use foundation::Aabb2;
use serde_json::{Map, Value};

/// A position in WGS 84 degrees.
#[derive(Debug, Clone, Copy, PartialEq)]
pub struct LonLat {
    pub lon_deg: f64,
    pub lat_deg: f64,
}

impl LonLat {
    pub fn new(lon_deg: f64, lat_deg: f64) -> Self {
        Self { lon_deg, lat_deg }
    }
}

pub type Ring = Vec<LonLat>;

#[derive(Debug, Clone, PartialEq)]
pub enum Geometry {
    Point(LonLat),
    MultiPoint(Vec<LonLat>),
    LineString(Vec<LonLat>),
    MultiLineString(Vec<Vec<LonLat>>),
    Polygon(Vec<Ring>),
    MultiPolygon(Vec<Vec<Ring>>),
}

impl Geometry {
    pub fn bounds(&self) -> Aabb2 {
        let mut b = Aabb2::empty();
        self.for_each_position(|p| b.extend_point(p.lon_deg, p.lat_deg));
        b
    }

    fn for_each_position(&self, mut f: impl FnMut(&LonLat)) {
        match self {
            Geometry::Point(p) => f(p),
            Geometry::MultiPoint(ps) | Geometry::LineString(ps) => ps.iter().for_each(f),
            Geometry::MultiLineString(lines) | Geometry::Polygon(lines) => {
                lines.iter().flatten().for_each(f)
            }
            Geometry::MultiPolygon(polys) => polys.iter().flatten().flatten().for_each(f),
        }
    }
}

#[derive(Debug, Clone, PartialEq)]
pub struct Feature {
    pub id: Option<String>,
    pub properties: Map<String, Value>,
    pub geometry: Geometry,
}

impl Feature {
    pub fn property(&self, key: &str) -> Option<&Value> {
        self.properties.get(key).filter(|v| !v.is_null())
    }

    pub fn to_geojson_value(&self) -> Value {
        self.to_geojson_value_with(self.properties.clone())
    }

    /// Emits the feature with `properties` replacing its own attribute map.
    pub fn to_geojson_value_with(&self, properties: Map<String, Value>) -> Value {
        let mut fobj = Map::new();
        fobj.insert("type".to_string(), Value::String("Feature".to_string()));
        if let Some(id) = &self.id {
            fobj.insert("id".to_string(), Value::String(id.clone()));
        }
        fobj.insert("properties".to_string(), Value::Object(properties));
        fobj.insert(
            "geometry".to_string(),
            geometry_to_geojson_value(&self.geometry),
        );
        Value::Object(fobj)
    }
}

/// A set of features sharing one coordinate reference (always WGS 84 once
/// loaded) plus the attribute columns the source declared.
#[derive(Debug, Clone, PartialEq, Default)]
pub struct FeatureCollection {
    pub features: Vec<Feature>,
    pub columns: Vec<String>,
}

#[derive(Debug)]
pub enum GeoJsonError {
    Json(serde_json::Error),
    NotAFeatureCollection,
    InvalidFeature { index: usize, reason: String },
}

impl std::fmt::Display for GeoJsonError {
    fn fmt(&self, f: &mut std::fmt::Formatter<'_>) -> std::fmt::Result {
        match self {
            GeoJsonError::Json(e) => write!(f, "JSON parse error: {e}"),
            GeoJsonError::NotAFeatureCollection => {
                write!(f, "expected GeoJSON FeatureCollection")
            }
            GeoJsonError::InvalidFeature { index, reason } => {
                write!(f, "invalid feature at index {index}: {reason}")
            }
        }
    }
}

impl std::error::Error for GeoJsonError {
    fn source(&self) -> Option<&(dyn std::error::Error + 'static)> {
        match self {
            GeoJsonError::Json(e) => Some(e),
            _ => None,
        }
    }
}

impl FeatureCollection {
    pub fn new(features: Vec<Feature>, columns: Vec<String>) -> Self {
        Self { features, columns }
    }

    pub fn len(&self) -> usize {
        self.features.len()
    }

    pub fn is_empty(&self) -> bool {
        self.features.is_empty()
    }

    pub fn has_column(&self, name: &str) -> bool {
        self.columns.iter().any(|c| c == name)
    }

    pub fn bounds(&self) -> Aabb2 {
        let mut b = Aabb2::empty();
        for feat in &self.features {
            b.extend(&feat.geometry.bounds());
        }
        b
    }

    pub fn from_geojson_str(payload: &str) -> Result<Self, GeoJsonError> {
        let value: Value = serde_json::from_str(payload).map_err(GeoJsonError::Json)?;
        Self::from_geojson_value(&value)
    }

    /// Parses a FeatureCollection. Columns are the union of property keys
    /// in first-seen order, since GeoJSON has no schema of its own.
    pub fn from_geojson_value(value: &Value) -> Result<Self, GeoJsonError> {
        let obj = value.as_object().ok_or(GeoJsonError::NotAFeatureCollection)?;
        if obj.get("type").and_then(|v| v.as_str()) != Some("FeatureCollection") {
            return Err(GeoJsonError::NotAFeatureCollection);
        }
        let features_val = obj
            .get("features")
            .and_then(|v| v.as_array())
            .ok_or(GeoJsonError::NotAFeatureCollection)?;

        let mut columns: Vec<String> = Vec::new();
        let mut features = Vec::with_capacity(features_val.len());
        for (index, feat_val) in features_val.iter().enumerate() {
            let invalid = |reason: &str| GeoJsonError::InvalidFeature {
                index,
                reason: reason.to_string(),
            };
            let feat_obj = feat_val
                .as_object()
                .ok_or_else(|| invalid("feature must be an object"))?;
            if feat_obj.get("type").and_then(|v| v.as_str()) != Some("Feature") {
                return Err(invalid("feature type must be \"Feature\""));
            }

            let id = match feat_obj.get("id") {
                Some(Value::String(s)) => Some(s.clone()),
                Some(Value::Number(n)) => Some(n.to_string()),
                _ => None,
            };
            let properties = feat_obj
                .get("properties")
                .and_then(|v| v.as_object())
                .cloned()
                .unwrap_or_default();
            for key in properties.keys() {
                if !columns.contains(key) {
                    columns.push(key.clone());
                }
            }

            let geometry_val = feat_obj
                .get("geometry")
                .ok_or_else(|| invalid("feature missing geometry"))?;
            let geometry = parse_geometry(geometry_val)
                .map_err(|reason| GeoJsonError::InvalidFeature { index, reason })?;

            features.push(Feature {
                id,
                properties,
                geometry,
            });
        }

        Ok(Self { features, columns })
    }

    pub fn to_geojson_value(&self) -> Value {
        feature_collection_value(self.features.iter().map(Feature::to_geojson_value).collect())
    }
}

/// Wraps already-encoded features into a FeatureCollection object.
pub fn feature_collection_value(features: Vec<Value>) -> Value {
    let mut root = Map::new();
    root.insert(
        "type".to_string(),
        Value::String("FeatureCollection".to_string()),
    );
    root.insert("features".to_string(), Value::Array(features));
    Value::Object(root)
}

fn geometry_to_geojson_value(geom: &Geometry) -> Value {
    let (ty, coords) = match geom {
        Geometry::Point(p) => ("Point", position(p)),
        Geometry::MultiPoint(ps) => ("MultiPoint", positions(ps)),
        Geometry::LineString(ps) => ("LineString", positions(ps)),
        Geometry::MultiLineString(lines) => (
            "MultiLineString",
            Value::Array(lines.iter().map(|l| positions(l)).collect()),
        ),
        Geometry::Polygon(rings) => ("Polygon", rings_value(rings)),
        Geometry::MultiPolygon(polys) => (
            "MultiPolygon",
            Value::Array(polys.iter().map(|p| rings_value(p)).collect()),
        ),
    };
    let mut obj = Map::new();
    obj.insert("type".to_string(), Value::String(ty.to_string()));
    obj.insert("coordinates".to_string(), coords);
    Value::Object(obj)
}

fn position(p: &LonLat) -> Value {
    Value::Array(vec![Value::from(p.lon_deg), Value::from(p.lat_deg)])
}

fn positions(ps: &[LonLat]) -> Value {
    Value::Array(ps.iter().map(position).collect())
}

fn rings_value(rings: &[Ring]) -> Value {
    Value::Array(rings.iter().map(|r| positions(r)).collect())
}

fn parse_geometry(value: &Value) -> Result<Geometry, String> {
    let obj = value
        .as_object()
        .ok_or("geometry must be an object".to_string())?;
    let ty = obj
        .get("type")
        .and_then(|v| v.as_str())
        .ok_or("geometry missing type".to_string())?;
    let coords = obj
        .get("coordinates")
        .ok_or("geometry missing coordinates".to_string())?;

    match ty {
        "Point" => Ok(Geometry::Point(parse_position(coords)?)),
        "MultiPoint" => Ok(Geometry::MultiPoint(parse_positions(coords)?)),
        "LineString" => Ok(Geometry::LineString(parse_positions(coords)?)),
        "MultiLineString" => Ok(Geometry::MultiLineString(parse_nested(
            coords,
            parse_positions,
        )?)),
        "Polygon" => Ok(Geometry::Polygon(parse_nested(coords, parse_positions)?)),
        "MultiPolygon" => Ok(Geometry::MultiPolygon(parse_nested(coords, |p| {
            parse_nested(p, parse_positions)
        })?)),
        other => Err(format!("unsupported geometry type: {other}")),
    }
}

fn parse_position(coords: &Value) -> Result<LonLat, String> {
    let arr = coords
        .as_array()
        .ok_or("position must be an array".to_string())?;
    match (arr.first().and_then(Value::as_f64), arr.get(1).and_then(Value::as_f64)) {
        (Some(lon), Some(lat)) => Ok(LonLat::new(lon, lat)),
        _ => Err("position must have numeric [lon, lat]".to_string()),
    }
}

fn parse_positions(coords: &Value) -> Result<Vec<LonLat>, String> {
    parse_nested(coords, parse_position)
}

fn parse_nested<T>(
    coords: &Value,
    item: impl Fn(&Value) -> Result<T, String>,
) -> Result<Vec<T>, String> {
    let arr = coords
        .as_array()
        .ok_or("coordinates must be an array".to_string())?;
    arr.iter().map(item).collect()
}

#[cfg(test)]
mod tests {
    use super::{FeatureCollection, Geometry, GeoJsonError};
    use serde_json::json;

    fn square(x0: f64, y0: f64, side: f64) -> serde_json::Value {
        json!([[[x0, y0], [x0 + side, y0], [x0 + side, y0 + side], [x0, y0 + side], [x0, y0]]])
    }

    #[test]
    fn parses_collection_and_tracks_columns() {
        let doc = json!({
            "type": "FeatureCollection",
            "features": [
                {"type": "Feature", "id": 7, "properties": {"NOMBRE": "Prado"},
                 "geometry": {"type": "Polygon", "coordinates": square(-75.57, 6.25, 0.01)}},
                {"type": "Feature", "properties": {"NOMBRE": "Boston", "SUBTIPO_BA": 1},
                 "geometry": {"type": "MultiPolygon", "coordinates": [square(-75.56, 6.24, 0.02)]}}
            ]
        });
        let fc = FeatureCollection::from_geojson_value(&doc).unwrap();
        assert_eq!(fc.len(), 2);
        assert_eq!(fc.columns, vec!["NOMBRE".to_string(), "SUBTIPO_BA".to_string()]);
        assert_eq!(fc.features[0].id.as_deref(), Some("7"));
        assert!(matches!(fc.features[1].geometry, Geometry::MultiPolygon(_)));
        assert!(fc.has_column("SUBTIPO_BA"));
        assert!(!fc.has_column("LIMITECOMU"));

        let b = fc.bounds();
        assert!((b.min[0] + 75.57).abs() < 1e-12);
        assert!((b.max[0] + 75.54).abs() < 1e-12);
        assert!((b.max[1] - 6.26).abs() < 1e-12);
    }

    #[test]
    fn null_properties_read_as_missing() {
        let doc = json!({
            "type": "FeatureCollection",
            "features": [{"type": "Feature", "properties": {"NOMBRE": null},
                          "geometry": {"type": "Point", "coordinates": [1.0, 2.0]}}]
        });
        let fc = FeatureCollection::from_geojson_value(&doc).unwrap();
        assert!(fc.features[0].property("NOMBRE").is_none());
    }

    #[test]
    fn emits_geojson_with_replaced_properties() {
        let doc = json!({
            "type": "FeatureCollection",
            "features": [{"type": "Feature", "properties": {"a": 1},
                          "geometry": {"type": "Point", "coordinates": [1.5, 2.5]}}]
        });
        let fc = FeatureCollection::from_geojson_value(&doc).unwrap();
        let mut props = serde_json::Map::new();
        props.insert("tooltip".to_string(), json!("x"));
        let out = fc.features[0].to_geojson_value_with(props);
        assert_eq!(
            out,
            json!({"type": "Feature", "properties": {"tooltip": "x"},
                   "geometry": {"type": "Point", "coordinates": [1.5, 2.5]}})
        );
        assert_eq!(fc.to_geojson_value(), doc);
    }

    #[test]
    fn rejects_non_collections_and_bad_geometry() {
        assert!(matches!(
            FeatureCollection::from_geojson_str(r#"{"type": "Feature"}"#),
            Err(GeoJsonError::NotAFeatureCollection)
        ));
        let bad = json!({
            "type": "FeatureCollection",
            "features": [{"type": "Feature", "geometry": {"type": "Circle", "coordinates": []}}]
        });
        assert!(matches!(
            FeatureCollection::from_geojson_value(&bad),
            Err(GeoJsonError::InvalidFeature { index: 0, .. })
        ));
    }
}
---------------
▶ **TASK INSTRUCTIONS**: Across the data shown above, how many lines carry the string "NOMBRE"? Reply with the figure by itself.

▶ **REPLY TO THE TASK**: 5